In this article, I will present my point of view on the potential of using AI technology to optimize business operations. I will describe the different types of tasks that artificial intelligence can perform in document processing. In the next parts of the series of posts dedicated to intelligent document processing, I will describe the implementation methods, requirements, and potential problems associated with the described tasks in greater detail. I invite you to read on!
Business Advantage
Let me start with the question: why? Why would companies be interested in using AI for document processing? How do you convince them to invest in an innovation like artificial intelligence technologies?
Cost reduction & improved scaling
An artificial intelligence system can automate document processing and replace human workers, but in difficult cases will require human intervention. The biggest advantage of such a system is its scalability. Let's assume an unexpected doubling of the number of documents processed in the system. This would require hiring 2x the number of employees and, if AI is used, only scaling up the number of deployed model instances. Moreover, we get rid of the problem of training new employees.
It works both ways - the decrease in the demand for processing documents will result in less use of cloud resources and will not involve layoffs. Using machine learning techniques allows better adaptation to the changing demand for services that were previously performed by human workers.
In my opinion, and I am only an ML engineer, not an executive (take this into account when judging), in large enterprises, investing in AI systems that process documents will reduce costs and enable seamless scaling. This is especially important for such companies, which are exposed to rapid changes in the volume of documents processed. Besides, any automation avoids human error.
Speed up the document processing
The undeniable advantage of using computers for data processing is their speed. Tasks that to a human expert might take minutes or hours to a machine will take seconds.
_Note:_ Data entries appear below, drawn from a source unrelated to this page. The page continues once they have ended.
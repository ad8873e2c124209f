//! Telemetry and connection statistics

pub mod stats;

pub use stats::{ConnStats, ConnStatsSnapshot};
//! Client transactions over in-memory sockets

mod common;

use std::net::{IpAddr, Ipv4Addr, SocketAddr};

use common::{harness, harness_with, Ev, EXAMPLE_IP};
use wirerole_engine::client::ConnectInfo;
use wirerole_engine::config::{EngineConfig, VhostConfig};
use wirerole_engine::conn::{LrsState, PendingTimeout};
use wirerole_engine::role::{WriteKind, RAW};

fn get(path: &str) -> ConnectInfo {
    ConnectInfo::new("example.com", 80).path(path)
}

#[test]
fn content_length_get_is_delivered_and_idles() {
    let mut h = harness();
    let id = h.w.client_connect_via_info(get("/index.html")).expect("connects");
    let sid = h.socket_of(id);

    assert_eq!(h.net.opened(), vec![SocketAddr::new(IpAddr::V4(EXAMPLE_IP), 80)]);
    assert_eq!(h.dns.lookups(), vec!["example.com".to_string()]);
    assert_eq!(
        h.net.written_text(sid),
        "GET /index.html HTTP/1.1\r\nHost: example.com\r\n\r\n"
    );
    assert_eq!(h.w.conn(id).map(|c| c.state()), Some(LrsState::WaitingServerReply));
    assert_eq!(h.w.pending_timeout(id), Some(PendingTimeout::AwaitingServerResponse));

    h.feed(id, b"HTTP/1.1 200 OK\r\nContent-Length: 5\r\n\r\nhello");

    assert_eq!(
        h.rec.of(id),
        vec![
            Ev::FilterPre,
            Ev::Established,
            Ev::Rx,
            Ev::Read(b"hello".to_vec()),
            Ev::Completed,
        ]
    );
    let conn = h.w.conn(id).expect("still open");
    assert_eq!(conn.state(), LrsState::Established);
    assert!(conn.client().keepalive_active());
    assert!(conn.header_table().is_none());
    assert_eq!(h.w.pending_timeout(id), Some(PendingTimeout::ClientConnIdle));
}

#[test]
fn body_split_across_reads_completes_once() {
    let mut h = harness();
    let id = h.w.client_connect_via_info(get("/")).expect("connects");

    h.feed(id, b"HTTP/1.1 200 OK\r\nContent-Length: 10\r\n\r\n0123");
    assert_eq!(h.rec.body(id), b"0123");
    assert_eq!(h.rec.count(id, |e| *e == Ev::Completed), 0);

    h.feed(id, b"456789");
    assert_eq!(h.rec.body(id), b"0123456789");
    assert_eq!(h.rec.count(id, |e| *e == Ev::Completed), 1);
}

#[test]
fn chunked_body_is_dechunked() {
    let mut h = harness();
    let id = h.w.client_connect_via_info(get("/chunks")).expect("connects");

    h.feed(
        id,
        b"HTTP/1.1 200 OK\r\nTransfer-Encoding: chunked\r\n\r\n5\r\nhello\r\n6\r\n world\r\n0\r\n\r\n",
    );

    assert_eq!(h.rec.body(id), b"hello world");
    assert_eq!(h.rec.count(id, |e| *e == Ev::Completed), 1);
    assert!(h.w.conn(id).is_some_and(|c| c.client().chunked()));
}

#[test]
fn broken_chunking_closes_the_connection() {
    let mut h = harness();
    let id = h.w.client_connect_via_info(get("/")).expect("connects");

    h.feed(id, b"HTTP/1.1 200 OK\r\nTransfer-Encoding: chunked\r\n\r\nxyz\r\n");

    assert!(!h.w.contains(id));
    assert_eq!(h.rec.count(id, |e| *e == Ev::Closed), 1);
    assert_eq!(h.rec.count(id, |e| *e == Ev::Completed), 0);
}

#[test]
fn empty_body_completes_with_the_head() {
    let mut h = harness();
    let id = h.w.client_connect_via_info(get("/")).expect("connects");

    h.feed(id, b"HTTP/1.1 204 No Content\r\nContent-Length: 0\r\n\r\n");

    assert_eq!(h.rec.count(id, |e| *e == Ev::Completed), 1);
    assert!(h.rec.body(id).is_empty());
}

#[test]
fn held_receive_waits_for_an_explicit_read() {
    let mut h = harness();
    h.rec.script(|s| s.hold_rx = true);
    let id = h.w.client_connect_via_info(get("/")).expect("connects");

    h.feed(id, b"HTTP/1.1 200 OK\r\nContent-Length: 3\r\n\r\nabc");
    assert_eq!(h.rec.count(id, |e| *e == Ev::Rx), 1);
    assert!(h.rec.body(id).is_empty());
    assert!(h.w.conn(id).is_some_and(|c| c.flow().is_flowcontrolled()));

    let taken = h.w.client_http_read(id).expect("reads the held body");
    assert_eq!(taken, 3);
    assert_eq!(h.rec.body(id), b"abc");
    assert_eq!(h.rec.count(id, |e| *e == Ev::Completed), 1);
}

#[test]
fn response_wait_times_out_with_a_connection_error() {
    let mut h = harness();
    let id = h.w.client_connect_via_info(get("/slow")).expect("connects");

    h.advance(10);
    assert!(h.w.contains(id));

    h.advance(11);
    assert!(!h.w.contains(id));
    assert_eq!(h.rec.of(id), vec![Ev::Cce("timeout".to_string())]);
    assert_eq!(h.w.stats().snapshot().timeouts, 1);
}

#[test]
fn idle_keepalive_closes_after_its_grace() {
    let mut h = harness();
    let id = h.w.client_connect_via_info(get("/")).expect("connects");
    h.feed(id, b"HTTP/1.1 200 OK\r\nContent-Length: 2\r\n\r\nok");

    h.advance(6);

    assert!(!h.w.contains(id));
    assert_eq!(h.rec.count(id, |e| *e == Ev::Closed), 1);
    assert_eq!(h.rec.count(id, |e| matches!(e, Ev::Cce(_))), 0);
}

#[test]
fn unknown_host_fails_before_any_socket() {
    let mut h = harness();
    let err = h
        .w
        .client_connect_via_info(ConnectInfo::new("nowhere.invalid", 80))
        .expect_err("cannot resolve");

    assert_eq!(err.diagnostic(), "getaddrinfo failed");
    assert!(h.net.opened().is_empty());
    assert_eq!(h.w.connection_count(), 0);
    assert_eq!(h.rec.events().len(), 1);
}

#[test]
fn refused_establish_reports_and_closes() {
    let mut h = harness();
    h.rec.script(|s| s.refuse_established = true);
    let id = h.w.client_connect_via_info(get("/")).expect("connects");

    h.feed(id, b"HTTP/1.1 200 OK\r\nContent-Length: 1\r\n\r\nx");

    assert!(!h.w.contains(id));
    assert!(h
        .rec
        .of(id)
        .contains(&Ev::Cce("HS: disallowed at ESTABLISHED".to_string())));
    assert_eq!(h.rec.count(id, |e| *e == Ev::Closed), 0);
}

#[test]
fn redirect_reconnects_and_stops_at_the_limit() {
    let mut h = harness();
    let id = h.w.client_connect_via_info(get("/start")).expect("connects");

    for hop in 1..=3 {
        h.feed(id, b"HTTP/1.1 302 Found\r\nLocation: /next\r\nContent-Length: 0\r\n\r\n");
        assert!(h.w.contains(id), "hop {hop} keeps the connection");
        assert_eq!(h.w.conn(id).map(|c| c.client().redirects()), Some(hop));
        let sid = h.socket_of(id);
        assert_eq!(
            h.net.written_text(sid),
            "GET /next HTTP/1.1\r\nHost: example.com\r\n\r\n"
        );
    }

    h.feed(id, b"HTTP/1.1 302 Found\r\nLocation: /next\r\nContent-Length: 0\r\n\r\n");

    assert!(!h.w.contains(id));
    assert_eq!(h.rec.of(id), vec![Ev::Cce("too many redirects".to_string())]);
    assert_eq!(h.w.stats().snapshot().redirects, 3);
    assert_eq!(h.net.opened().len(), 4);
}

#[test]
fn redirect_to_another_host_resolves_it() {
    let mut h = harness();
    h.dns.add("mirror.example.net", &[IpAddr::V4(Ipv4Addr::new(198, 51, 100, 7))]);
    let id = h.w.client_connect_via_info(get("/")).expect("connects");

    h.feed(
        id,
        b"HTTP/1.1 301 Moved\r\nLocation: http://mirror.example.net:8080/x\r\nContent-Length: 0\r\n\r\n",
    );

    let opened = h.net.opened();
    assert_eq!(
        opened.last(),
        Some(&SocketAddr::new(IpAddr::V4(Ipv4Addr::new(198, 51, 100, 7)), 8080))
    );
    let sid = h.socket_of(id);
    assert_eq!(
        h.net.written_text(sid),
        "GET /x HTTP/1.1\r\nHost: mirror.example.net\r\n\r\n"
    );
}

#[test]
fn writes_before_establishment_are_dropped() {
    let mut h = harness();
    h.net.set_connect_in_progress(true);
    let id = h.w.client_connect_via_info(get("/")).expect("connects");
    assert_eq!(h.w.conn(id).map(|c| c.state()), Some(LrsState::WaitingConnect));

    let n = h.w.write(id, b"early", WriteKind::Binary.into()).expect("binned, not failed");
    assert_eq!(n, 0);
    assert!(h.net.written(h.socket_of(id)).is_empty());
}

#[test]
fn connect_in_progress_finishes_on_writable() {
    let mut h = harness();
    h.net.set_connect_in_progress(true);
    let id = h.w.client_connect_via_info(get("/late")).expect("connects");
    let sid = h.socket_of(id);
    assert_eq!(h.w.pending_timeout(id), Some(PendingTimeout::AwaitingConnectResponse));

    h.event(sid, wirerole_engine::transport::Interest::POLLOUT);

    assert_eq!(h.net.written_text(sid), "GET /late HTTP/1.1\r\nHost: example.com\r\n\r\n");
    assert_eq!(h.w.conn(id).map(|c| c.state()), Some(LrsState::WaitingServerReply));
}

#[test]
fn header_table_waiter_connects_once_a_table_frees() {
    let config = EngineConfig {
        ah_pool_size: 1,
        ..EngineConfig::default()
    };
    let mut h = harness_with(VhostConfig::default(), config);
    let first = h.w.client_connect_via_info(get("/one")).expect("connects");
    let second = h.w.client_connect_via_info(get("/two")).expect("queued");

    assert!(h.w.conn(second).is_some_and(|c| c.socket_id().is_none()));
    assert_eq!(h.net.opened().len(), 1);

    h.feed(first, b"HTTP/1.1 200 OK\r\nContent-Length: 1\r\n\r\n1");

    assert_eq!(h.net.opened().len(), 2);
    let sid = h.socket_of(second);
    assert_eq!(h.net.written_text(sid), "GET /two HTTP/1.1\r\nHost: example.com\r\n\r\n");
}

#[test]
fn client_joins_a_live_parent_only() {
    let mut h = harness();
    let (socket, _) = h.net.socket();
    let parent = h.w.adopt_socket(socket, &RAW).expect("parent");

    let child = h
        .w
        .client_connect_via_info(get("/child").parent(parent))
        .expect("connects");
    assert_eq!(h.w.conn(child).and_then(|c| c.parent()), Some(parent));
    assert_eq!(h.w.conn(parent).map(|c| c.children().to_vec()), Some(vec![child]));

    h.w.close_free(parent, "done");
    assert!(!h.w.contains(child));

    let orphan = h
        .w
        .client_connect_via_info(get("/orphan").parent(parent))
        .expect("connects");
    assert_eq!(h.w.conn(orphan).and_then(|c| c.parent()), None);
}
This is a great advantage, especially for processes that require immediate response or their usefulness is very limited in time.
Source
A trivial example is data on company stock quotes. Imagine having access to real-time data sources. Once the data is updated, a person has to take a moment to analyze the new data and make a decision. If the reaction is too slow, then the data has already changed, and the decision may be outdated. On the other hand, a machine will analyze the data in a fraction of a second and decide to follow its algorithm before the data becomes outdated.
Automation
In the case of complex business processes, automation makes it possible to accelerate processing time and transparency of the process. Documents often pass through many pairs of eyes that analyze various aspects of the document, confirm the correctness of the data, transfer some data to external information systems, perform complex business logic, etc. If the process is procedural and there are well-defined rules of conduct, then it can be automated.
Intelligent Document Processing
The terms Document AI and Intelligent Document Processing are quite broad and cover all areas in which AI applications can be applied to process documents of various types automatically. In this article, I will focus only on documents that we can most often encounter in formal internal or inter-company communication, i.e., contracts, forms, invoices, applications, etc. From a business point of view, however, I see the greatest potential for automation in the processing of orders and invoices because of their role in company processes and their prevalence.
Document AI does not have one face; therefore, I will discuss its various aspects in the following sections.
Document Classification
Source
One task that AI can solve is document classification. Depending on the kind of document we are dealing with, different AI systems or machine learning models will be used. We will process the aforementioned invoice and promotion request differently.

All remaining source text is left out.